BEER DIES!
The independent consumer guide to beer product dating.

BeerDates.com

Welcome to BeerDates.com, one of the weirder sources of consumer information on the Web. This is where you come to learn how old that can of beer you're holding really is. Got a suspiciosly skunky beer? Trying to date a collectible? Here's where you start.

Beers have dates?

Would I make a website about it if they didn't? Most beers sold in North America have a production code stamped on them. Beer cans are always stamped on the bottom. Bottles are usually on the necks, but sometimes the date is on the label.

Most American beers use expiration dates, but some use bottling/canning dates. Unless otherwise noted, domestic beers have a shelf life of approximately four months, but imported brews last a year after bottling.

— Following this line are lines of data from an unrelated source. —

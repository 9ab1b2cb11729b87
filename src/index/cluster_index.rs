//! Searchable index over the codes of one cluster.
//!
//! Each index owns its codes and their embeddings and ranks them by cosine
//! similarity. On disk an index is two files in a generation directory:
//! `cluster_<id>.vec` (vectors) and `cluster_<id>.json` (entries).

use std::path::Path;

use serde::{Deserialize, Serialize};

use crate::catalog::Code;
use crate::error::{CodingError, CodingResult, ErrorContext};
use crate::vector::{
    ClusterId, EntryId, MmapVectorStorage, Score, VectorDimension, cosine_similarity,
};

/// One stored code with the entry id that maps its vector back to it.
#[derive(Debug, Clone, PartialEq, Eq, Serialize, Deserialize)]
pub struct IndexEntry {
    pub entry_id: EntryId,
    #[serde(flatten)]
    pub code: Code,
}

/// A code returned by a query, with its relevance score.
#[derive(Debug, Clone, PartialEq, Serialize, Deserialize)]
pub struct ScoredCode {
    pub entry_id: EntryId,
    pub code: Code,
    pub score: Score,
}

/// On-disk form of the entries file.
#[derive(Debug, Serialize, Deserialize)]
struct EntriesFile {
    cluster_id: ClusterId,
    dimension: usize,
    entries: Vec<IndexEntry>,
}

#[derive(Debug, Clone)]
struct BuiltIndex {
    entries: Vec<IndexEntry>,
    vectors: Vec<Vec<f32>>,
}

/// Index over one cluster's codes.
#[derive(Debug, Clone)]
pub struct ClusterIndex {
    cluster: ClusterId,
    dimension: VectorDimension,
    built: Option<BuiltIndex>,
}

impl ClusterIndex {
    /// Creates an unbuilt index; queries fail until [`ClusterIndex::build`].
    #[must_use]
    pub fn new(cluster: ClusterId, dimension: VectorDimension) -> Self {
        Self {
            cluster,
            dimension,
            built: None,
        }
    }

    /// Stores `codes` with their `embeddings`, replacing any previous content.
    ///
    /// Entry ids follow the input order, so rebuilding with the same input
    /// yields the same index.
    pub fn build(&mut self, codes: Vec<Code>, embeddings: Vec<Vec<f32>>) -> CodingResult<()> {
        if codes.len() != embeddings.len() {
            return Err(CodingError::Data {
                reason: format!(
                    "cluster {}: {} codes but {} embeddings",
                    self.cluster,
                    codes.len(),
                    embeddings.len()
                ),
            });
        }
        for vector in &embeddings {
            self.dimension.validate_vector(vector)?;
        }

        let entries = codes
            .into_iter()
            .enumerate()
            .map(|(position, code)| {
                let entry_id = EntryId::from_index(position).ok_or_else(|| CodingError::Data {
                    reason: format!("cluster {} holds too many codes", self.cluster),
                })?;
                Ok(IndexEntry { entry_id, code })
            })
            .collect::<CodingResult<Vec<_>>>()?;

        self.built = Some(BuiltIndex {
            entries,
            vectors: embeddings,
        });
        Ok(())
    }

    /// Returns the `top_k` most similar codes, best first.
    ///
    /// Scores are `(1 + cosine) / 2`. Equal scores keep entry order.
    ///
    /// # Errors
    /// - `NotBuilt` before [`ClusterIndex::build`]
    /// - `DimensionMismatch` if `query` has the wrong length
    pub fn query(&self, query: &[f32], top_k: usize) -> CodingResult<Vec<ScoredCode>> {
        let built = self.built.as_ref().ok_or_else(|| CodingError::NotBuilt {
            target: format!("Cluster index {}", self.cluster),
        })?;
        self.dimension.validate_vector(query)?;

        let mut scored: Vec<(usize, Score)> = built
            .vectors
            .iter()
            .enumerate()
            .map(|(position, vector)| (position, Score::from_cosine(cosine_similarity(query, vector))))
            .collect();
        // stable sort keeps entry order among equal scores
        scored.sort_by(|a, b| b.1.cmp(&a.1));

        Ok(scored
            .into_iter()
            .take(top_k)
            .map(|(position, score)| {
                let entry = &built.entries[position];
                ScoredCode {
                    entry_id: entry.entry_id,
                    code: entry.code.clone(),
                    score,
                }
            })
            .collect())
    }

    #[must_use]
    pub fn cluster(&self) -> ClusterId {
        self.cluster
    }

    #[must_use]
    pub fn dimension(&self) -> VectorDimension {
        self.dimension
    }

    #[must_use]
    pub fn is_built(&self) -> bool {
        self.built.is_some()
    }

    /// Number of stored codes (0 when unbuilt).
    #[must_use]
    pub fn len(&self) -> usize {
        self.built.as_ref().map_or(0, |b| b.entries.len())
    }

    #[must_use]
    pub fn is_empty(&self) -> bool {
        self.len() == 0
    }

    /// Stored entries in entry order.
    #[must_use]
    pub fn entries(&self) -> &[IndexEntry] {
        self.built.as_ref().map_or(&[], |b| b.entries.as_slice())
    }

    /// Writes the vector and entries files into `dir`.
    pub fn save(&self, dir: &Path) -> CodingResult<()> {
        let built = self.built.as_ref().ok_or_else(|| CodingError::NotBuilt {
            target: format!("Cluster index {}", self.cluster),
        })?;

        let mut storage = MmapVectorStorage::new(dir, self.cluster, self.dimension);
        let records: Vec<(EntryId, &[f32])> = built
            .entries
            .iter()
            .zip(&built.vectors)
            .map(|(entry, vector)| (entry.entry_id, vector.as_slice()))
            .collect();
        storage.write_batch(&records).map_err(|e| CodingError::storage(storage.path(), e))?;

        let entries_path = dir.join(Self::entries_file_name(self.cluster));
        let file = EntriesFile {
            cluster_id: self.cluster,
            dimension: self.dimension.get(),
            entries: built.entries.clone(),
        };
        let json = serde_json::to_string_pretty(&file).with_path(&entries_path)?;
        std::fs::write(&entries_path, json).with_path(&entries_path)?;

        Ok(())
    }

    /// Restores the index for `cluster` from `dir`.
    pub fn open(dir: &Path, cluster: ClusterId) -> CodingResult<Self> {
        let entries_path = dir.join(Self::entries_file_name(cluster));
        let json = std::fs::read_to_string(&entries_path).with_path(&entries_path)?;
        let file: EntriesFile = serde_json::from_str(&json).with_path(&entries_path)?;

        if file.cluster_id != cluster {
            return Err(CodingError::storage(
                &entries_path,
                format!("entries file belongs to cluster {}", file.cluster_id),
            ));
        }

        let mut storage = MmapVectorStorage::open(dir, cluster).map_err(|e| {
            CodingError::storage(dir.join(MmapVectorStorage::file_name(cluster)), e)
        })?;
        let dimension = storage.dimension();
        if dimension.get() != file.dimension {
            return Err(CodingError::storage(
                storage.path(),
                format!(
                    "vector dimension {} differs from entries dimension {}",
                    dimension.get(),
                    file.dimension
                ),
            ));
        }

        let records = storage
            .read_all_vectors()
            .map_err(|e| CodingError::storage(storage.path(), e))?;
        if records.len() != file.entries.len()
            || records
                .iter()
                .zip(&file.entries)
                .any(|((id, _), entry)| *id != entry.entry_id)
        {
            return Err(CodingError::storage(
                storage.path(),
                format!(
                    "{} vectors do not line up with {} entries",
                    records.len(),
                    file.entries.len()
                ),
            ));
        }

        Ok(Self {
            cluster,
            dimension,
            built: Some(BuiltIndex {
                entries: file.entries,
                vectors: records.into_iter().map(|(_, vector)| vector).collect(),
            }),
        })
    }

    fn entries_file_name(cluster: ClusterId) -> String {
        format!("cluster_{}.json", cluster.get())
    }
}

#[cfg(test)]
mod tests {
    use super::*;
    use tempfile::TempDir;

    fn cluster() -> ClusterId {
        ClusterId::new(4).unwrap()
    }

    fn built_index() -> ClusterIndex {
        let mut index = ClusterIndex::new(cluster(), VectorDimension::new(2).unwrap());
        index
            .build(
                vec![
                    Code::new("R51.9", "Headache", "Headache, unspecified").unwrap(),
                    Code::new("G44.209", "Tension HA", "Tension-type headache").unwrap(),
                    Code::new("G43.909", "Migraine", "Migraine, unspecified").unwrap(),
                ],
                vec![vec![1.0, 0.0], vec![0.0, 1.0], vec![0.6, 0.8]],
            )
            .unwrap();
        index
    }

    #[test]
    fn test_query_ranks_by_cosine() {
        let index = built_index();
        let results = index.query(&[0.0, 2.0], 3).unwrap();

        let ids: Vec<&str> = results.iter().map(|r| r.code.id.as_str()).collect();
        assert_eq!(ids, vec!["G44.209", "G43.909", "R51.9"]);
        assert_eq!(results[0].score, Score::one());
        assert!((results[1].score.get() - 0.9).abs() < 1e-6);
        assert!((results[2].score.get() - 0.5).abs() < 1e-6);
    }

    #[test]
    fn test_query_top_k_and_ties() {
        let mut index = ClusterIndex::new(cluster(), VectorDimension::new(2).unwrap());
        index
            .build(
                vec![
                    Code::new("B", "b", "second").unwrap(),
                    Code::new("A", "a", "first").unwrap(),
                ],
                vec![vec![1.0, 0.0], vec![1.0, 0.0]],
            )
            .unwrap();

        let results = index.query(&[1.0, 0.0], 1).unwrap();
        assert_eq!(results.len(), 1);
        // equal scores keep entry order
        assert_eq!(results[0].code.id.as_str(), "B");
        assert_eq!(results[0].entry_id.get(), 1);
        assert!(index.query(&[1.0, 0.0], 0).unwrap().is_empty());
    }

    #[test]
    fn test_query_before_build() {
        let index = ClusterIndex::new(cluster(), VectorDimension::new(2).unwrap());
        assert!(!index.is_built());
        assert!(matches!(
            index.query(&[1.0, 0.0], 1),
            Err(CodingError::NotBuilt { .. })
        ));
    }

    #[test]
    fn test_query_dimension_mismatch() {
        let index = built_index();
        assert!(matches!(
            index.query(&[1.0, 0.0, 0.0], 1),
            Err(CodingError::DimensionMismatch {
                expected: 2,
                actual: 3
            })
        ));
    }

    #[test]
    fn test_build_validates_input() {
        let mut index = ClusterIndex::new(cluster(), VectorDimension::new(2).unwrap());
        let code = Code::new("A00", "Cholera", "Cholera").unwrap();
        assert!(matches!(
            index.build(vec![code.clone()], vec![]),
            Err(CodingError::Data { .. })
        ));
        assert!(matches!(
            index.build(vec![code], vec![vec![1.0]]),
            Err(CodingError::DimensionMismatch { .. })
        ));
    }

    #[test]
    fn test_empty_index_is_built() {
        let mut index = ClusterIndex::new(cluster(), VectorDimension::new(2).unwrap());
        index.build(Vec::new(), Vec::new()).unwrap();
        assert!(index.is_built());
        assert!(index.is_empty());
        assert!(index.query(&[1.0, 0.0], 1).unwrap().is_empty());
    }

    #[test]
    fn test_rebuild_with_same_input_is_identical() {
        let first = built_index();
        let mut rebuilt = built_index();
        rebuilt
            .build(
                first.entries().iter().map(|e| e.code.clone()).collect(),
                vec![vec![1.0, 0.0], vec![0.0, 1.0], vec![0.6, 0.8]],
            )
            .unwrap();

        assert_eq!(rebuilt.entries(), first.entries());
        for query in [[1.0, 0.0], [0.3, 0.7], [-1.0, 0.5]] {
            assert_eq!(rebuilt.query(&query, 3).unwrap(), first.query(&query, 3).unwrap());
        }
    }

    #[test]
    fn test_save_and_open() {
        let temp_dir = TempDir::new().unwrap();
        let index = built_index();
        index.save(temp_dir.path()).unwrap();

        assert!(temp_dir.path().join("cluster_4.vec").exists());
        assert!(temp_dir.path().join("cluster_4.json").exists());

        let reopened = ClusterIndex::open(temp_dir.path(), cluster()).unwrap();
        assert_eq!(reopened.len(), 3);
        assert_eq!(reopened.entries(), index.entries());
        assert_eq!(
            reopened.query(&[0.6, 0.8], 3).unwrap(),
            index.query(&[0.6, 0.8], 3).unwrap()
        );
    }

    #[test]
    fn test_open_detects_mismatched_files() {
        let temp_dir = TempDir::new().unwrap();
        built_index().save(temp_dir.path()).unwrap();

        let other = ClusterId::new(5).unwrap();
        std::fs::copy(
            temp_dir.path().join("cluster_4.json"),
            temp_dir.path().join("cluster_5.json"),
        )
        .unwrap();
        assert!(matches!(
            ClusterIndex::open(temp_dir.path(), other),
            Err(CodingError::Storage { .. })
        ));

        assert!(matches!(
            ClusterIndex::open(temp_dir.path(), ClusterId::new(9).unwrap()),
            Err(CodingError::Storage { .. })
        ));
    }
}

For more information on understanding production dates, why you want to understand them, and who created this site, you can read the vastly more amusing FAQ and/or skim the glossary.

How do I read them?

OK. Just select a geographical region from the list below to learn about breweries of that region. If you're not sure what region your favorite beer is from, alternate versions of this page are available, one organized by individual brands, and one organized by brewery.

BeerDates.com is the independent consumer guide to beer product dating. It is not owned, operated, affiliated with, or endorsed by any brewery or brewing company. In other words, if you want to send e-mail to a beer company, don't send it to me.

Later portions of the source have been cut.